I'll definately be there!


----------



## eOrchids (Mar 19, 2007)

Heather said:


> I think it's April 17-22?



April 18 ~ 22


----------



## Ron-NY (Mar 19, 2007)

I will be there all day on Sat and Sunday. I will be shopping and helping out at Piping Rock booth. An advantage of working is I get a vendor tag and I can get into the show before it opens for the day. Wish I could get there at the beginning of the show for selection but will have to settle for end of the show bargains.
Heather are you going to make it to the show??


----------



## Heather (Mar 19, 2007)

Ron-NY said:


> Heather are you going to make it to the show??



I am *thinking* about coming down Sat. and Sun. if I can score a place to stay and if I can help Glen out. 

By no means certain yet. Never been to NYC and am a little skeered!!


----------



## dustywoman (Mar 19, 2007)

I can do this!!!! It would be more around the 20 - 22 dates, as I have tickets to see Judy Collins in Bay Shore, LI on the 29th. 

I would stay with my sister on LI, and go into NYC via the LIRR. (fun) My NYC subway expertise is limited, despite being a NY native. I'd probably walk from Penn Station to Rockerfeller Center. 

At this point, plans are very vague. Heather, maybe we can work something out. I'm flexible. 

PM me.


----------



## NYEric (Mar 20, 2007)

Eric Muehlbauer said:


> Dennis always has a small, but interesting, selection of paphs at very good prices. Most years, he has some interesting delanatii selections..like v. dunkelii (the "vinicolor" form), and one year he had a strain bred in Germany for stronger fragrance....various alba forms...he's never disappointing. Take care, Eric


I had a chance to get the German one and the price scared me away to a Phrag dalessandroi, next time..
Oh, I'll be volunteering there all day Thurs.


----------



## NYEric (Mar 20, 2007)

Heather said:


> I am *thinking* about coming down Sat. and Sun. if I can score a place to stay and if I can help Glen out.
> 
> By no means certain yet. Never been to NYC and am a little skeered!!


Like I said oke:


----------



## Bob in Albany N.Y. (Mar 20, 2007)

I'll be there on Wednesday before they open. I'll have a few vendors set a few things aside for me. Then I'll take in the show when it opens at noon and then hit the sales area again. 

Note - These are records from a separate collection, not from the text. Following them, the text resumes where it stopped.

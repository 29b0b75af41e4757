//! Aircast Server - headless audio streaming supervisor daemon.
//!
//! Captures PCM from the configured input, streams it to the configured SRT
//! outputs and recordings, and keeps the silence watchdog running until the
//! process receives Ctrl+C or SIGTERM.

mod config;

use std::path::PathBuf;

use anyhow::{Context, Result};
use clap::Parser;
use tokio::signal;

use aircast_core::{AudioEngine, ConfigStore};

use crate::config::ServerConfig;

/// Aircast Server - headless audio capture, streaming and recording daemon.
#[derive(Parser, Debug)]
#[command(name = "aircast-server")]
#[command(author, version, about, long_about = None)]
struct Args {
    /// Path to the configuration file (YAML).
    #[arg(short, long, value_name = "FILE")]
    config: Option<PathBuf>,

    /// Log level (error, warn, info, debug, trace).
    #[arg(short, long, default_value = "info", env = "AIRCAST_LOG_LEVEL")]
    log_level: log::LevelFilter,

    /// Capture device (overrides config file).
    #[arg(short, long, env = "AIRCAST_CAPTURE_DEVICE")]
    device: Option<String>,
}

#[tokio::main]
async fn main() -> Result<()> {
    let args = Args::parse();

    // Initialize logging
    env_logger::Builder::new()
        .filter_level(args.log_level)
        .format_timestamp_millis()
        .init();

    log::info!("Aircast Server v{}", env!("CARGO_PKG_VERSION"));

    // Load configuration
    let mut config =
        ServerConfig::load(args.config.as_deref()).context("Failed to load configuration")?;

    // Apply CLI overrides
    if let Some(device) = args.device {
        config.capture.device = device;
    }

    log::info!(
        "Configuration: device={}, outputs={}, recordings={}",
        config.capture.device,
        config.outputs.len(),
        config.recordings.len()
    );

    let store = ConfigStore::new(config.to_core_config());
    let engine = AudioEngine::new(store);

    engine.start().await.context("Failed to start the engine")?;
    log::info!("Engine started");

    // Wait for shutdown signal
    shutdown_signal().await;

    log::info!("Shutdown signal received, cleaning up...");

    // Graceful shutdown: sinks first, then the capture child.
    if let Err(e) = engine.stop().await {
        log::warn!("Shutdown finished with errors: {e}");
    }

    log::info!("Shutdown complete");
    Ok(())
}

/// Waits for a shutdown signal (Ctrl+C or SIGTERM).
async fn shutdown_signal() {
    let ctrl_c = async {
        signal::ctrl_c()
            .await
            .expect("Failed to install Ctrl+C handler");
    };

    #[cfg(unix)]
    let terminate = async {
        signal::unix::signal(signal::unix::SignalKind::terminate())
            .expect("Failed to install SIGTERM handler")
            .recv()
            .await;
    };

    #[cfg(not(unix))]
    let terminate = std::future::pending::<()>();

    tokio::select! {
        _ = ctrl_c => {},
        _ = terminate => {},
    }
}
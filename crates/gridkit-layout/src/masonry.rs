#![forbid(unsafe_code)]

//! Brick-style column stacking.
//!
//! Items are dropped one at a time into the lane window whose frontier is
//! nearest, then the window's frontier advances past the item. Column count
//! and size are either configured or derived from the container and the
//! first measurable item.
//!
//! # Placement rule
//!
//! | Direction | Window candidate       | Window choice        | Tie     |
//! |-----------|------------------------|----------------------|---------|
//! | End       | max frontier in window | minimal candidate    | low idx |
//! | Start     | min frontier in window | maximal candidate    | low idx |

use gridkit_core::{Direction, GridItem, Outline};
use tracing::trace;

use crate::{LayoutContext, PlacementStrategy, reseed};

/// Inline distribution of lanes within the container.
#[derive(Debug, Clone, Copy, PartialEq, Eq, Default)]
pub enum MasonryAlign {
    /// Lanes packed at the inline start.
    #[default]
    Start,
    /// Lanes centered as a block.
    Center,
    /// Lanes packed at the inline end.
    End,
    /// Lanes distributed across the full inline size.
    Justify,
    /// Lanes resized so the block fills the inline size exactly.
    Stretch,
}

/// Configuration for [`Masonry`].
#[derive(Debug, Clone, PartialEq)]
pub struct MasonryOptions {
    /// Gap between adjacent items on both axes.
    pub gap: f64,
    pub align: MasonryAlign,
    /// Fixed column count; 0 derives it from the container.
    pub column: usize,
    /// Fixed column size; 0 derives it from the first measurable item.
    pub column_size: f64,
    /// In stretch alignment, the largest column size allowed when deriving
    /// the column count.
    pub max_stretch_column_size: Option<f64>,
    /// Default span-growth bound when an item carries none.
    pub max_column_span: Option<u32>,
}

impl Default for MasonryOptions {
    fn default() -> Self {
        Self {
            gap: 0.0,
            align: MasonryAlign::Start,
            column: 0,
            column_size: 0.0,
            max_stretch_column_size: None,
            max_column_span: None,
        }
    }
}

/// Greedy column-balancing strategy.
#[derive(Debug, Clone, Default)]
pub struct Masonry {
    opts: MasonryOptions,
}

impl Masonry {
    #[must_use]
    pub fn new(opts: MasonryOptions) -> Self {
        Self { opts }
    }

    /// Resolve `(column_count, column_size)` for this pass.
    fn resolve_columns(&self, ctx: &LayoutContext, items: &[GridItem]) -> (usize, f64) {
        let opts = &self.opts;
        let gap = opts.gap;
        let container = ctx.container_inline_size.max(0.0);
        let first_size = items
            .iter()
            .map(|item| item.inline_size(ctx.orientation))
            .find(|size| *size > 0.0);

        let mut columns = opts.column;
        if columns == 0 {
            if opts.align == MasonryAlign::Stretch
                && let Some(max_size) = opts.max_stretch_column_size
                && max_size > 0.0
            {
                columns = ((container + gap) / (max_size + gap)).ceil() as usize;
            } else {
                let base = if opts.column_size > 0.0 {
                    opts.column_size
                } else {
                    first_size.unwrap_or(container)
                };
                if base + gap > 0.0 {
                    columns = ((container + gap) / (base + gap)).floor() as usize;
                }
            }
        }
        let columns = columns.max(1);

        let column_size = if opts.column_size > 0.0 {
            opts.column_size
        } else if opts.align == MasonryAlign::Stretch {
            ((container + gap) / columns as f64 - gap).max(0.0)
        } else {
            first_size.unwrap_or(((container + gap) / columns as f64 - gap).max(0.0))
        };
        (columns, column_size.max(0.0))
    }

    /// Inline position of each lane under the configured alignment.
    fn lane_positions(&self, ctx: &LayoutContext, columns: usize, column_size: f64) -> Vec<f64> {
        let gap = self.opts.gap;
        let container = ctx.container_inline_size;
        let pitch = column_size + gap;
        let occupied = columns as f64 * pitch - gap;
        match self.opts.align {
            MasonryAlign::Start | MasonryAlign::Stretch => {
                (0..columns).map(|i| i as f64 * pitch).collect()
            }
            MasonryAlign::Center => {
                let offset = (container - occupied) / 2.0;
                (0..columns).map(|i| offset + i as f64 * pitch).collect()
            }
            MasonryAlign::End => {
                let offset = container - occupied;
                (0..columns).map(|i| offset + i as f64 * pitch).collect()
            }
            MasonryAlign::Justify => {
                if columns == 1 {
                    vec![(container - column_size) / 2.0]
                } else {
                    let step = (container - column_size) / (columns - 1) as f64;
                    (0..columns).map(|i| i as f64 * step).collect()
                }
            }
        }
    }

    /// Window start index and frontier candidate for an item of `span`.
    fn pick_window(frontier: &[f64], span: usize, direction: Direction) -> (usize, f64) {
        let windows = frontier.len() - span;
        let mut best_index = 0;
        let mut best_candidate = Self::window_candidate(frontier, 0, span, direction);
        for j in 1..=windows {
            let candidate = Self::window_candidate(frontier, j, span, direction);
            let better = match direction {
                Direction::End => candidate < best_candidate,
                Direction::Start => candidate > best_candidate,
            };
            if better {
                best_index = j;
                best_candidate = candidate;
            }
        }
        (best_index, best_candidate)
    }

    fn window_candidate(frontier: &[f64], start: usize, span: usize, direction: Direction) -> f64 {
        let window = &frontier[start..start + span];
        match direction {
            Direction::End => window.iter().copied().fold(f64::NEG_INFINITY, f64::max),
            Direction::Start => window.iter().copied().fold(f64::INFINITY, f64::min),
        }
    }
}

impl PlacementStrategy for Masonry {
    fn gap(&self) -> f64 {
        self.opts.gap
    }

    fn place(
        &self,
        ctx: &LayoutContext,
        items: &mut [GridItem],
        direction: Direction,
        outline: &[f64],
    ) -> Outline {
        if items.is_empty() {
            return Outline {
                start: outline.to_vec(),
                end: outline.to_vec(),
            };
        }
        let gap = self.opts.gap;
        let (columns, column_size) = self.resolve_columns(ctx, items);
        let pitch = column_size + gap;
        let positions = self.lane_positions(ctx, columns, column_size);
        let mut frontier = reseed(outline, columns, direction);
        let seed = frontier.clone();
        trace!(columns, column_size, ?direction, "masonry pass");

        let sized = self.opts.align == MasonryAlign::Stretch || self.opts.column_size > 0.0;
        for item in items.iter_mut() {
            let inline = item.inline_size(ctx.orientation);
            let content = item.content_size(ctx.orientation);
            let span = item
                .directives
                .column_span
                .map(|s| s as usize)
                .unwrap_or_else(|| {
                    if pitch > 0.0 {
                        ((inline + gap) / pitch).round() as usize
                    } else {
                        1
                    }
                })
                .clamp(1, columns);

            let (index, mut pos) = Self::pick_window(&frontier, span, direction);
            let mut span = span;

            // Grow toward the max span while the adjacent lane would not
            // push the item further out.
            let max_span = item
                .directives
                .max_column_span
                .or(self.opts.max_column_span)
                .map(|s| (s as usize).min(columns));
            if let Some(max_span) = max_span {
                while span < max_span && index + span < columns {
                    let adjacent = frontier[index + span];
                    let blocked = match direction {
                        Direction::End => adjacent > pos,
                        Direction::Start => adjacent < pos,
                    };
                    if blocked {
                        break;
                    }
                    span += 1;
                }
                pos = Self::window_candidate(&frontier, index, span, direction);
            }

            let content_pos = match direction {
                Direction::End => pos,
                Direction::Start => pos - content,
            };
            item.target.inline_pos = positions[index];
            item.target.inline_size = if sized || span > 1 {
                span as f64 * pitch - gap
            } else {
                inline
            };
            item.target.content_pos = content_pos;
            item.target.content_size = content;

            let advanced = match direction {
                Direction::End => content_pos + content + gap,
                Direction::Start => content_pos - gap,
            };
            for lane in &mut frontier[index..index + span] {
                *lane = advanced;
            }
        }

        match direction {
            Direction::End => Outline {
                start: seed,
                end: frontier,
            },
            Direction::Start => Outline {
                start: frontier,
                end: seed,
            },
        }
    }
}
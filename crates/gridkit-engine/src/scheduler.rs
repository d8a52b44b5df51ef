#![forbid(unsafe_code)]

//! Debounced render scheduling.
//!
//! Bursts of mutations coalesce into one placement pass: each new request
//! restarts a short delay, while a hard deadline pinned at the first
//! request of the burst bounds worst-case latency. Time is passed in
//! explicitly so tests drive the clock.
//!
//! # Invariants
//!
//! | ID       | Invariant                                            |
//! |----------|------------------------------------------------------|
//! | LATEST   | the final request of a burst is never dropped        |
//! | BOUNDED  | a pending pass fires within `max_wait` of the burst  |
//! | SINGLE   | at most one pass fires per burst                     |

use std::time::{Duration, Instant};

/// Debounce state for placement passes.
#[derive(Debug, Clone)]
pub struct RenderScheduler {
    delay: Duration,
    max_wait: Option<Duration>,
    dirty: bool,
    armed_at: Option<Instant>,
    deadline: Option<Instant>,
}

impl RenderScheduler {
    /// Scheduler with the given debounce delay and optional deadline cap.
    #[must_use]
    pub fn new(delay: Duration, max_wait: Option<Duration>) -> Self {
        Self {
            delay,
            max_wait,
            dirty: false,
            armed_at: None,
            deadline: None,
        }
    }

    /// Record that a placement pass is wanted.
    pub fn mark(&mut self) {
        self.dirty = true;
    }

    /// True when a pass is requested or pending.
    #[must_use]
    pub fn is_pending(&self) -> bool {
        self.dirty || self.armed_at.is_some()
    }

    /// Advance the clock; returns true when the pending pass should fire.
    ///
    /// A mark observed here (re)starts the delay; the deadline is pinned
    /// by the first mark of the burst so restarts cannot starve it.
    pub fn poll(&mut self, now: Instant) -> bool {
        if self.dirty {
            self.dirty = false;
            self.armed_at = Some(now);
            if self.deadline.is_none() {
                self.deadline = self.max_wait.map(|wait| now + wait);
            }
        }
        let Some(armed_at) = self.armed_at else {
            return false;
        };
        let deadline_hit = self.deadline.is_some_and(|deadline| now >= deadline);
        if now >= armed_at + self.delay || deadline_hit {
            self.clear();
            return true;
        }
        false
    }

    /// Drop any pending pass.
    pub fn clear(&mut self) {
        self.dirty = false;
        self.armed_at = None;
        self.deadline = None;
    }
}

impl Default for RenderScheduler {
    fn default() -> Self {
        // ~One frame of debounce, bounded to stay responsive under bursts.
        Self::new(Duration::from_millis(16), Some(Duration::from_millis(100)))
    }
}
#![forbid(unsafe_code)]

//! Placeable items and their lifecycle state.
//!
//! A [`GridItem`] persists across relayouts by identity, not by position in
//! the item list. The engine owns every field except `target`, which the
//! active placement strategy writes during a placement call, and
//! `directives`, which an external attribute reader fills in.

use serde::{Deserialize, Serialize};

use crate::geometry::{Orientation, Rect, TargetRect};

/// Stable identity for a grid item, assigned by the host.
///
/// `0` is reserved/invalid so IDs are always non-zero.
#[derive(
    Debug, Clone, Copy, PartialEq, Eq, PartialOrd, Ord, Hash, Serialize, Deserialize,
)]
#[serde(transparent)]
pub struct ItemId(u64);

impl ItemId {
    /// Lowest valid item ID.
    pub const MIN: Self = Self(1);

    /// Create an item ID. Returns `None` for the reserved value `0`.
    #[inline]
    pub const fn new(raw: u64) -> Option<Self> {
        if raw == 0 { None } else { Some(Self(raw)) }
    }

    /// Get the raw numeric value.
    #[must_use]
    #[inline]
    pub const fn get(self) -> u64 {
        self.0
    }
}

/// Whether the item's element is attached to the host surface.
#[derive(
    Debug, Clone, Copy, PartialEq, Eq, Default, Serialize, Deserialize,
)]
#[serde(rename_all = "snake_case")]
pub enum MountState {
    /// Never seen by a placement cycle.
    #[default]
    Unchecked,
    /// Seen, currently detached.
    Unmounted,
    /// Attached and painted at least once.
    Mounted,
}

/// Where the item sits in the measure/place pipeline.
#[derive(
    Debug, Clone, Copy, PartialEq, Eq, Default, Serialize, Deserialize,
)]
#[serde(rename_all = "snake_case")]
pub enum UpdateState {
    /// Must be measured and placed in the next cycle.
    #[default]
    NeedsUpdate,
    /// Natural size not yet knowable; waiting on the content service.
    WaitingForContent,
    /// Measured and placed.
    Updated,
}

/// Per-item layout hints parsed by an external attribute reader.
///
/// All fields are optional; strategies fall back to measured sizes.
#[derive(Debug, Clone, PartialEq, Default, Serialize, Deserialize)]
pub struct ItemDirectives {
    /// Explicit lane span (masonry).
    pub column_span: Option<u32>,
    /// Upper bound when the strategy grows a span to smooth edges.
    pub max_column_span: Option<u32>,
    /// Items sharing a group adopt the first member's measurement.
    pub size_group: Option<u64>,
    /// Opt out of size-group equalization.
    pub no_equalize: bool,
    /// Non-scaling border along the inline axis (justified).
    pub inline_offset: Option<f64>,
    /// Non-scaling border along the content axis (justified).
    pub content_offset: Option<f64>,
}

/// Engine-owned cache of resolved axis offsets.
///
/// Survives across placements for the same item identity so the justified
/// strategy does not re-resolve directives every pass.
#[derive(Debug, Clone, Copy, PartialEq, Default, Serialize, Deserialize)]
pub struct DerivedOffsets {
    pub inline: f64,
    pub content: f64,
}

/// One placeable entity.
#[derive(Debug, Clone, PartialEq, Serialize, Deserialize)]
pub struct GridItem {
    /// Identity across relayouts.
    pub id: ItemId,
    /// First stable measurement; the ratio/size baseline. Written once by
    /// the readiness pipeline on the item's first update.
    pub org_rect: Rect,
    /// Latest raw measurement.
    pub rect: Rect,
    /// Placement output; owned by the active strategy during a call.
    pub target: TargetRect,
    pub mount_state: MountState,
    pub update_state: UpdateState,
    /// Set when a strategy forcibly changed the item's size, so the next
    /// cycle must remeasure it.
    pub should_reupdate: bool,
    pub directives: ItemDirectives,
    pub derived: DerivedOffsets,
}

impl GridItem {
    /// Create a fresh item awaiting its first measurement.
    #[must_use]
    pub fn new(id: ItemId) -> Self {
        Self {
            id,
            org_rect: Rect::default(),
            rect: Rect::default(),
            target: TargetRect::default(),
            mount_state: MountState::Unchecked,
            update_state: UpdateState::NeedsUpdate,
            should_reupdate: false,
            directives: ItemDirectives::default(),
            derived: DerivedOffsets::default(),
        }
    }

    /// Create a fresh item carrying pre-parsed directives.
    #[must_use]
    pub fn with_directives(id: ItemId, directives: ItemDirectives) -> Self {
        Self {
            directives,
            ..Self::new(id)
        }
    }

    /// Measured inline size, falling back to the baseline measurement when
    /// the latest one is degenerate.
    #[inline]
    pub fn inline_size(&self, orientation: Orientation) -> f64 {
        let size = self.rect.inline_size(orientation);
        if size > 0.0 {
            size
        } else {
            self.org_rect.inline_size(orientation)
        }
    }

    /// Measured content size, with the same fallback as [`Self::inline_size`].
    #[inline]
    pub fn content_size(&self, orientation: Orientation) -> f64 {
        let size = self.rect.content_size(orientation);
        if size > 0.0 {
            size
        } else {
            self.org_rect.content_size(orientation)
        }
    }

    /// Baseline inline/content ratio; 0 when the baseline is degenerate.
    #[inline]
    pub fn org_ratio(&self, orientation: Orientation) -> f64 {
        let content = self.org_rect.content_size(orientation);
        if content <= 0.0 {
            0.0
        } else {
            self.org_rect.inline_size(orientation) / content
        }
    }

    /// Put the item back at the start of the pipeline.
    pub fn mark_needs_update(&mut self) {
        self.update_state = UpdateState::NeedsUpdate;
        self.should_reupdate = false;
    }

    /// Record a raw measurement, capturing the baseline on first update.
    pub fn record_measurement(&mut self, rect: Rect) {
        if self.org_rect.is_empty() && !rect.is_empty() {
            self.org_rect = rect;
        }
        self.rect = rect;
    }
}

#[cfg(test)]
mod tests {
    use super::*;
    use crate::geometry::Orientation;

    fn id(raw: u64) -> ItemId {
        ItemId::new(raw).unwrap()
    }

    #[test]
    fn item_id_rejects_zero() {
        assert!(ItemId::new(0).is_none());
        assert_eq!(ItemId::new(7).unwrap().get(), 7);
    }

    #[test]
    fn new_item_needs_update_and_is_unchecked() {
        let item = GridItem::new(id(1));
        assert_eq!(item.update_state, UpdateState::NeedsUpdate);
        assert_eq!(item.mount_state, MountState::Unchecked);
        assert!(!item.should_reupdate);
    }

    #[test]
    fn first_measurement_sets_baseline_once() {
        let mut item = GridItem::new(id(1));
        item.record_measurement(Rect::from_size(300.0, 200.0));
        assert_eq!(item.org_rect, Rect::from_size(300.0, 200.0));

        item.record_measurement(Rect::from_size(150.0, 100.0));
        assert_eq!(item.org_rect, Rect::from_size(300.0, 200.0));
        assert_eq!(item.rect, Rect::from_size(150.0, 100.0));
    }

    #[test]
    fn empty_measurement_does_not_claim_baseline() {
        let mut item = GridItem::new(id(1));
        item.record_measurement(Rect::from_size(0.0, 0.0));
        assert!(item.org_rect.is_empty());

        item.record_measurement(Rect::from_size(120.0, 80.0));
        assert_eq!(item.org_rect, Rect::from_size(120.0, 80.0));
    }

    #[test]
    fn sizes_fall_back_to_baseline() {
        let mut item = GridItem::new(id(1));
        item.record_measurement(Rect::from_size(300.0, 200.0));
        item.rect = Rect::default();
        assert_eq!(item.inline_size(Orientation::Vertical), 300.0);
        assert_eq!(item.content_size(Orientation::Vertical), 200.0);
    }

    #[test]
    fn org_ratio_guards_zero_content() {
        let mut item = GridItem::new(id(1));
        assert_eq!(item.org_ratio(Orientation::Vertical), 0.0);
        item.record_measurement(Rect::from_size(300.0, 200.0));
        assert_eq!(item.org_ratio(Orientation::Vertical), 1.5);
    }

    #[test]
    fn mark_needs_update_clears_reupdate_flag() {
        let mut item = GridItem::new(id(1));
        item.update_state = UpdateState::Updated;
        item.should_reupdate = true;
        item.mark_needs_update();
        assert_eq!(item.update_state, UpdateState::NeedsUpdate);
        assert!(!item.should_reupdate);
    }
}
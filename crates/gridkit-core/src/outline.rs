#![forbid(unsafe_code)]

//! The placement frontier shared by the engine and every strategy.
//!
//! An [`Outline`] is two numeric sequences, one slot per lane: `start` is
//! the near extent of already-placed content along the content axis, `end`
//! the far extent. It is the sole state threaded between successive
//! placement batches - the resume point for incremental layout.
//!
//! # Invariants
//!
//! | ID      | Invariant                                              |
//! |---------|--------------------------------------------------------|
//! | LANES   | `start.len() == end.len()` for the active strategy     |
//! | ORDER   | `start[i] <= end[i]` once a strategy returns           |
//! | FIT-0   | after `fit`, `min(start) == 0` if the pre-fit min <= 0 |
//! | FIT-ID  | fitting an already-fit outline is a no-op              |

use serde::{Deserialize, Serialize};

use crate::item::GridItem;

/// Per-lane min/max extent of placed content along the content axis.
#[derive(Debug, Clone, PartialEq, Default, Serialize, Deserialize)]
pub struct Outline {
    pub start: Vec<f64>,
    pub end: Vec<f64>,
}

impl Outline {
    /// An outline with `lanes` slots, all at `value`.
    #[must_use]
    pub fn filled(lanes: usize, value: f64) -> Self {
        Self {
            start: vec![value; lanes],
            end: vec![value; lanes],
        }
    }

    /// Number of lanes.
    #[must_use]
    #[inline]
    pub fn lane_count(&self) -> usize {
        self.start.len()
    }

    /// True when no lane has been placed yet.
    #[must_use]
    #[inline]
    pub fn is_empty(&self) -> bool {
        self.start.is_empty() && self.end.is_empty()
    }

    /// Smallest near-edge value, or 0 for an empty outline.
    #[must_use]
    pub fn min_start(&self) -> f64 {
        if self.start.is_empty() {
            return 0.0;
        }
        self.start.iter().copied().fold(f64::INFINITY, f64::min)
    }

    /// Container content size implied by this outline:
    /// `max(max(start), max(end) - gap)`, clamped to >= 0.
    #[must_use]
    pub fn content_size(&self, gap: f64) -> f64 {
        let max_start = self.start.iter().copied().fold(0.0, f64::max);
        let max_end = self.end.iter().copied().fold(0.0, f64::max);
        max_start.max(max_end - gap).max(0.0)
    }

    /// Shift the frontier's near edge to 0 and move placed items with it.
    ///
    /// When `min(start) <= 0` (or `force` is set), both sequences and every
    /// item's `content_pos` shift by `-min(start)`. A positive minimum is
    /// left alone unless forced: content must not float away from the
    /// origin. Returns the shift applied (0.0 for a no-op).
    pub fn fit(&mut self, items: &mut [GridItem], force: bool) -> f64 {
        if self.start.is_empty() {
            return 0.0;
        }
        let min = self
            .start
            .iter()
            .copied()
            .fold(f64::INFINITY, f64::min);
        if !min.is_finite() || (min > 0.0 && !force) || min == 0.0 {
            return 0.0;
        }
        let shift = -min;
        for v in &mut self.start {
            *v += shift;
        }
        for v in &mut self.end {
            *v += shift;
        }
        for item in items {
            item.target.content_pos += shift;
        }
        shift
    }
}
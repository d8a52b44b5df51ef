#![forbid(unsafe_code)]

//! Data model for the gridkit layout engine.
//!
//! This crate provides the pieces shared by every placement strategy and by
//! the engine that drives them:
//!
//! - [`Rect`] / [`TargetRect`] - physical measurements and logical placement
//!   output, convertible under an [`Orientation`]
//! - [`GridItem`] - one placeable entity with its measurement and lifecycle
//!   state
//! - [`Outline`] - the per-lane placement frontier threaded between
//!   successive placement batches

pub mod geometry;
pub mod item;
pub mod outline;

pub use geometry::{Direction, Orientation, Rect, TargetRect};
pub use item::{
    DerivedOffsets, GridItem, ItemDirectives, ItemId, MountState, UpdateState,
};
pub use outline::Outline;
#![forbid(unsafe_code)]

//! Placement strategies.
//!
//! This crate provides the four packing algorithms of the gridkit engine:
//!
//! - [`Masonry`] - greedy column balancing over a lane frontier
//! - [`Justified`] - shortest-path row grouping that fills the container
//!   width exactly
//! - [`Frame`] - template tiling with optional gap-fill bridging
//! - [`Packing`] - recursive area-splitting over a binary space partition
//!
//! Every strategy is a pure function over `(items, direction, outline)`
//! returning the next outline, mutating each item's `target` as a side
//! effect. Strategies never fail: degenerate input produces degenerate
//! (zero-sized) output rather than an error, because a layout engine must
//! not crash its host.

pub mod frame;
pub mod justified;
pub mod masonry;
pub mod packing;

pub use frame::{Frame, FrameOptions, RectSize};
pub use gridkit_core::{Direction, GridItem, Orientation, Outline};
pub use justified::{Justified, JustifiedOptions};
pub use masonry::{Masonry, MasonryAlign, MasonryOptions};
pub use packing::{Packing, PackingOptions, WeightPriority};

/// Immutable per-call inputs shared by every strategy.
#[derive(Debug, Clone, Copy, PartialEq)]
pub struct LayoutContext {
    /// Container extent across the lanes.
    pub container_inline_size: f64,
    /// Mapping of the logical axes onto width/height.
    pub orientation: Orientation,
}

impl LayoutContext {
    /// Context for a vertical grid of the given inline size.
    #[must_use]
    pub const fn vertical(container_inline_size: f64) -> Self {
        Self {
            container_inline_size,
            orientation: Orientation::Vertical,
        }
    }
}

/// A placement algorithm over the shared outline model.
///
/// `outline` is the seed side for the given direction: the previous `end`
/// sequence when appending, the previous `start` sequence when prepending.
/// Implementations may receive a seed whose lane count differs from their
/// own; they re-seed from its extreme value in that case.
pub trait PlacementStrategy {
    /// Gap between adjacent items on both axes.
    fn gap(&self) -> f64;

    /// Compute target boxes for `items` and return the next outline.
    ///
    /// On return `start[i] <= end[i]` holds for every lane. An empty item
    /// slice yields the seed unchanged on both sides.
    fn place(
        &self,
        ctx: &LayoutContext,
        items: &mut [GridItem],
        direction: Direction,
        outline: &[f64],
    ) -> Outline;
}

/// Re-seed an outline side for a strategy with `lanes` lanes.
///
/// When the incoming seed already has the right lane count it is kept;
/// otherwise every lane restarts from the seed's extreme value in the
/// placement direction (0 for an empty seed).
pub(crate) fn reseed(outline: &[f64], lanes: usize, direction: Direction) -> Vec<f64> {
    if outline.len() == lanes {
        return outline.to_vec();
    }
    let seed = match direction {
        Direction::End => outline.iter().copied().fold(f64::NEG_INFINITY, f64::max),
        Direction::Start => outline.iter().copied().fold(f64::INFINITY, f64::min),
    };
    let seed = if seed.is_finite() { seed } else { 0.0 };
    vec![seed; lanes]
}

#[cfg(test)]
pub(crate) mod test_util {
    use gridkit_core::{GridItem, ItemId, Rect};

    /// Items with the given physical sizes, ids 1..=n.
    pub fn items_with_sizes(sizes: &[(f64, f64)]) -> Vec<GridItem> {
        sizes
            .iter()
            .enumerate()
            .map(|(i, &(w, h))| {
                let mut item = GridItem::new(ItemId::new(i as u64 + 1).unwrap());
                item.record_measurement(Rect::from_size(w, h));
                item
            })
            .collect()
    }
}

#[cfg(test)]
mod tests {
    use super::*;

    #[test]
    fn reseed_keeps_matching_lane_count() {
        assert_eq!(reseed(&[1.0, 2.0], 2, Direction::End), vec![1.0, 2.0]);
    }

    #[test]
    fn reseed_uses_extreme_for_mismatched_count() {
        assert_eq!(reseed(&[1.0, 5.0], 3, Direction::End), vec![5.0; 3]);
        assert_eq!(reseed(&[1.0, 5.0], 3, Direction::Start), vec![1.0; 3]);
    }

    #[test]
    fn reseed_of_empty_seed_is_zero() {
        assert_eq!(reseed(&[], 2, Direction::End), vec![0.0, 0.0]);
    }
}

Then on Sat. I'm in charge of the bus trip for one of my orchid societies. I should be their from 10 untill maybe 2:20 or so. 

Heather, it will be CRAZY there on Sunday. I'd avoid Sunday if possible. All the crazy people who don't even know what an orchid is are fighting to get plants at a discount not matter what it is. I thought I like to try Sundays and did twice as one of our Orchid Society's had a display to take down. Never, again and I mean never !!!!!!!!


----------



## lienluu (Mar 20, 2007)

i was hoping to go, but i don't think i will this year. have a trip planned, but i might be able to go the first day.


----------



## Marco (Mar 20, 2007)

I was there on sunday last year. It's a complete madhouse especially towards the last hour or so.


----------



## Ron-NY (Mar 20, 2007)

Heather said:


> . Never been to NYC and am a little skeered!!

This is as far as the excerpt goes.